In 2007, Carey graduated from the University of Wisconsin–Eau Claire with a performance degree in classical percussion. That same year, upon hearing through mutual friends that Justin Vernon was planning on forming a band (Bon Iver), Carey listened to For Emma, Forever Ago on MySpace until he had learned all the songs. Said Carey:

They weren’t just good songs, they were great, interesting, unique; it’s a beautiful album. So I spent two weeks holed up in my bedroom with laptop, headphones and notebook, and I wrote down all the drum parts and learned all the lyrics, melodies and harmonies. When the band I was in opened for Justin at his first local show as Bon Iver, I told him I knew all his songs and I wanted to play with him.
— 27px, 27px

After singing a few songs backstage, Vernon and Carey realized how good their voices sounded together. Vernon asked Carey to play the show with him that night, and officially signed him to the band later that same evening.

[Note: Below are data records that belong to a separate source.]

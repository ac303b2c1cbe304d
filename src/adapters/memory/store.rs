use crate::domain::{
    Author, AuthorId, Book, BookId, Loan, LoanId, Member, MemberId, MemberLoanCount,
};
use crate::ports::book_repository::{BookChanges, UpdateBookOutcome};
use crate::ports::loan_repository::OpenLoanOutcome;
use crate::ports::{
    AuthorRepository, BookRepository, LoanRepository, MemberRepository, author_repository,
    book_repository, loan_repository, member_repository,
};
use async_trait::async_trait;
use chrono::{DateTime, NaiveDate, Utc};
use std::collections::HashMap;
use tokio::sync::Mutex;

#[derive(Default)]
struct Tables {
    authors: HashMap<AuthorId, Author>,
    books: HashMap<BookId, Book>,
    members: HashMap<MemberId, Member>,
    loans: HashMap<LoanId, Loan>,
}

impl Tables {
    /// 貸出中の貸出1件分の冊数を書籍に戻す
    fn restore_copy(&mut self, book_id: BookId, at: DateTime<Utc>) {
        if let Some(book) = self.books.get_mut(&book_id) {
            match book.check_in(at) {
                Ok(updated) => *book = updated,
                Err(e) => tracing::warn!(
                    book_id = %book_id.value(),
                    error = %e,
                    "Could not restore copy for returned loan"
                ),
            }
        }
    }

    fn remove_loans_where(&mut self, predicate: impl Fn(&Loan) -> bool) {
        let now = Utc::now();
        let removed: Vec<Loan> = self
            .loans
            .values()
            .filter(|&loan| predicate(loan))
            .cloned()
            .collect();

        for loan in removed {
            self.loans.remove(&loan.loan_id);
            if loan.is_active() {
                self.restore_copy(loan.book_id, now);
            }
        }
    }
}

/// 全リポジトリのインメモリ実装
///
/// すべてのテーブルを1つのロックで保護するため、
/// 貸出作成・返却の冊数増減と貸出行の更新は常に一体で行われる。
/// `DATABASE_URL`未設定時の起動とテストで使用する。
#[derive(Default)]
pub struct InMemoryStore {
    tables: Mutex<Tables>,
}

impl InMemoryStore {
    pub fn new() -> Self {
        Self::default()
    }
}

#[async_trait]
impl AuthorRepository for InMemoryStore {
    async fn get(&self, author_id: AuthorId) -> author_repository::Result<Option<Author>> {
        Ok(self.tables.lock().await.authors.get(&author_id).cloned())
    }

    async fn list(&self) -> author_repository::Result<Vec<Author>> {
        let tables = self.tables.lock().await;
        let mut authors: Vec<Author> = tables.authors.values().cloned().collect();
        authors.sort_by(|a, b| {
            (&a.last_name, &a.first_name, a.author_id).cmp(&(&b.last_name, &b.first_name, b.author_id))
        });
        Ok(authors)
    }

    async fn create(&self, author: &Author) -> author_repository::Result<()> {
        self.tables
            .lock()
            .await
            .authors
            .insert(author.author_id, author.clone());
        Ok(())
    }

    async fn update(&self, author: &Author) -> author_repository::Result<bool> {
        let mut tables = self.tables.lock().await;
        match tables.authors.get_mut(&author.author_id) {
            Some(existing) => {
                *existing = author.clone();
                Ok(true)
            }
            None => Ok(false),
        }
    }

    async fn delete(&self, author_id: AuthorId) -> author_repository::Result<bool> {
        let mut tables = self.tables.lock().await;
        if tables.authors.remove(&author_id).is_none() {
            return Ok(false);
        }

        let book_ids: Vec<BookId> = tables
            .books
            .values()
            .filter(|book| book.author_id == author_id)
            .map(|book| book.book_id)
            .collect();
        for book_id in &book_ids {
            tables.books.remove(book_id);
        }
        tables.loans.retain(|_, loan| !book_ids.contains(&loan.book_id));
        Ok(true)
    }
}

#[async_trait]
impl BookRepository for InMemoryStore {
    async fn get(&self, book_id: BookId) -> book_repository::Result<Option<Book>> {
        Ok(self.tables.lock().await.books.get(&book_id).cloned())
    }

    async fn list(&self) -> book_repository::Result<Vec<Book>> {
        let tables = self.tables.lock().await;
        let mut books: Vec<Book> = tables.books.values().cloned().collect();
        books.sort_by(|a, b| (&a.title, a.book_id).cmp(&(&b.title, b.book_id)));
        Ok(books)
    }

    async fn create(&self, book: &Book) -> book_repository::Result<()> {
        let mut tables = self.tables.lock().await;
        if !tables.authors.contains_key(&book.author_id) {
            return Err(format!("author {} does not exist", book.author_id.value()).into());
        }
        tables.books.insert(book.book_id, book.clone());
        Ok(())
    }

    async fn update(
        &self,
        book_id: BookId,
        changes: &BookChanges,
    ) -> book_repository::Result<UpdateBookOutcome> {
        let mut tables = self.tables.lock().await;
        if !tables.authors.contains_key(&changes.author_id) {
            return Err(format!("author {} does not exist", changes.author_id.value()).into());
        }
        let Some(existing) = tables.books.get_mut(&book_id) else {
            return Ok(UpdateBookOutcome::BookNotFound);
        };

        let on_loan = existing.copies.on_loan();
        let Ok(copies) = existing.copies.resize(changes.total_copies) else {
            return Ok(UpdateBookOutcome::TotalBelowOnLoan { on_loan });
        };
        if let Some(expected) = changes.expected_available {
            if expected != copies.available() {
                return Ok(UpdateBookOutcome::AvailableMismatch {
                    available: copies.available(),
                });
            }
        }

        *existing = Book {
            title: changes.title.clone(),
            author_id: changes.author_id,
            isbn: changes.isbn.clone(),
            genre: changes.genre.clone(),
            copies,
            updated_at: changes.updated_at,
            ..existing.clone()
        };
        Ok(UpdateBookOutcome::Updated(existing.clone()))
    }

    async fn delete(&self, book_id: BookId) -> book_repository::Result<bool> {
        let mut tables = self.tables.lock().await;
        if tables.books.remove(&book_id).is_none() {
            return Ok(false);
        }
        tables.loans.retain(|_, loan| loan.book_id != book_id);
        Ok(true)
    }
}

#[async_trait]
impl MemberRepository for InMemoryStore {
    async fn get(&self, member_id: MemberId) -> member_repository::Result<Option<Member>> {
        Ok(self.tables.lock().await.members.get(&member_id).cloned())
    }

    async fn list(&self) -> member_repository::Result<Vec<Member>> {
        let tables = self.tables.lock().await;
        let mut members: Vec<Member> = tables.members.values().cloned().collect();
        members.sort_by(|a, b| (a.joined_at, a.member_id).cmp(&(b.joined_at, b.member_id)));
        Ok(members)
    }

    async fn create(&self, member: &Member) -> member_repository::Result<()> {
        self.tables
            .lock()
            .await
            .members
            .insert(member.member_id, member.clone());
        Ok(())
    }

    async fn update(&self, member: &Member) -> member_repository::Result<bool> {
        let mut tables = self.tables.lock().await;
        match tables.members.get_mut(&member.member_id) {
            Some(existing) => {
                *existing = member.clone();
                Ok(true)
            }
            None => Ok(false),
        }
    }

    async fn delete(&self, member_id: MemberId) -> member_repository::Result<bool> {
        let mut tables = self.tables.lock().await;
        if tables.members.remove(&member_id).is_none() {
            return Ok(false);
        }
        tables.remove_loans_where(|loan| loan.member_id == member_id);
        Ok(true)
    }

    async fn top_by_loan_count(
        &self,
        limit: usize,
    ) -> member_repository::Result<Vec<MemberLoanCount>> {
        let tables = self.tables.lock().await;

        let mut counts: HashMap<MemberId, u64> = HashMap::new();
        for loan in tables.loans.values() {
            *counts.entry(loan.member_id).or_default() += 1;
        }

        let mut ranked: Vec<MemberLoanCount> = tables
            .members
            .values()
            .map(|member| MemberLoanCount {
                member: member.clone(),
                loan_count: counts.get(&member.member_id).copied().unwrap_or(0),
            })
            .collect();

        ranked.sort_by(|a, b| {
            b.loan_count
                .cmp(&a.loan_count)
                .then_with(|| a.member.member_id.cmp(&b.member.member_id))
        });
        ranked.truncate(limit);
        Ok(ranked)
    }
}

#[async_trait]
impl LoanRepository for InMemoryStore {
    async fn open(&self, loan: &Loan) -> loan_repository::Result<OpenLoanOutcome> {
        let mut tables = self.tables.lock().await;

        if !tables.members.contains_key(&loan.member_id) {
            return Ok(OpenLoanOutcome::MemberNotFound);
        }

        let Some(book) = tables.books.get_mut(&loan.book_id) else {
            return Ok(OpenLoanOutcome::BookNotFound);
        };

        let Ok(checked_out) = book.check_out(loan.loan_date) else {
            return Ok(OpenLoanOutcome::NoAvailableCopies);
        };

        *book = checked_out.clone();
        tables.loans.insert(loan.loan_id, loan.clone());
        Ok(OpenLoanOutcome::Opened(checked_out))
    }

    async fn close_active(
        &self,
        book_id: BookId,
        member_id: MemberId,
        returned_on: NaiveDate,
    ) -> loan_repository::Result<Option<Loan>> {
        let mut tables = self.tables.lock().await;

        let Some(loan_id) = tables
            .loans
            .values()
            .filter(|loan| loan.book_id == book_id && loan.member_id == member_id && loan.is_active())
            .min_by_key(|loan| (loan.loan_date, loan.loan_id))
            .map(|loan| loan.loan_id)
        else {
            return Ok(None);
        };

        let Some(loan) = tables.loans.get_mut(&loan_id) else {
            return Ok(None);
        };
        let returned = crate::domain::loan::return_loan(loan, returned_on)?;
        *loan = returned.clone();

        tables.restore_copy(book_id, Utc::now());
        Ok(Some(returned))
    }

    async fn get(&self, loan_id: LoanId) -> loan_repository::Result<Option<Loan>> {
        Ok(self.tables.lock().await.loans.get(&loan_id).cloned())
    }

    async fn list(&self) -> loan_repository::Result<Vec<Loan>> {
        let tables = self.tables.lock().await;
        let mut loans: Vec<Loan> = tables.loans.values().cloned().collect();
        loans.sort_by(|a, b| (a.loan_date, a.loan_id).cmp(&(b.loan_date, b.loan_id)));
        Ok(loans)
    }

    async fn update_due_date(
        &self,
        loan_id: LoanId,
        due_date: DateTime<Utc>,
    ) -> loan_repository::Result<bool> {
        let mut tables = self.tables.lock().await;
        match tables.loans.get_mut(&loan_id) {
            Some(loan) if loan.is_active() => {
                loan.due_date = due_date;
                Ok(true)
            }
            _ => Ok(false),
        }
    }

    async fn delete(&self, loan_id: LoanId) -> loan_repository::Result<bool> {
        let mut tables = self.tables.lock().await;
        if !tables.loans.contains_key(&loan_id) {
            return Ok(false);
        }
        tables.remove_loans_where(|loan| loan.loan_id == loan_id);
        Ok(true)
    }

    async fn find_overdue(&self, now: DateTime<Utc>) -> loan_repository::Result<Vec<Loan>> {
        let tables = self.tables.lock().await;
        let mut overdue: Vec<Loan> = tables
            .loans
            .values()
            .filter(|loan| crate::domain::loan::is_overdue(loan, now))
            .cloned()
            .collect();
        overdue.sort_by(|a, b| (a.due_date, a.loan_id).cmp(&(b.due_date, b.loan_id)));
        Ok(overdue)
    }
}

==Solo career and debut album==
Carey's solo career came about semi-accidentally. After each month-long stint of touring with Bon Iver, Carey would return to Eau Claire for three weeks. During his time at home, Carey would record songs and experiment with layering sounds together.

I didn't start out thinking I was going to write an album. I had a couple song ideas, and it just went from there. I recorded a few songs, and as time went on I got further into those songs and recorded more layers, then I had friends come over and record stuff I couldn't play, and by that time I had come up with more songs until finally I just had this full length thing.
— 27px, 27px

Carey recorded most of the music on All We Grow by himself with few exceptions. Jeremy Boettcher (bass), Nick Ball (guitar), and Bon Iver bandmate Mike Noyce (viola) played a large percentage of the music that Carey could not. Sean's sister Shannon Carey provided background vocals on two tracks, and Aaron Hedenstrom and Chris Thompson provided miscellaneous musical support.

The song "In the Dirt" appears in the last scene of the episode "The Dig" from the Season 7 of the TV series House M.D. and also in the last scene of the episode "What Went Wrong" from season 3 of the TV series The Good Wife.

Carey produced and appears on Owen's ninth album The King of Whys.

Carey provided backing vocals for many tracks on Sufjan Stevens' 2015 album Carrie & Lowell, and was featured by name in the demo version of the track "Eugene" released on the 10th anniversary edition of the album.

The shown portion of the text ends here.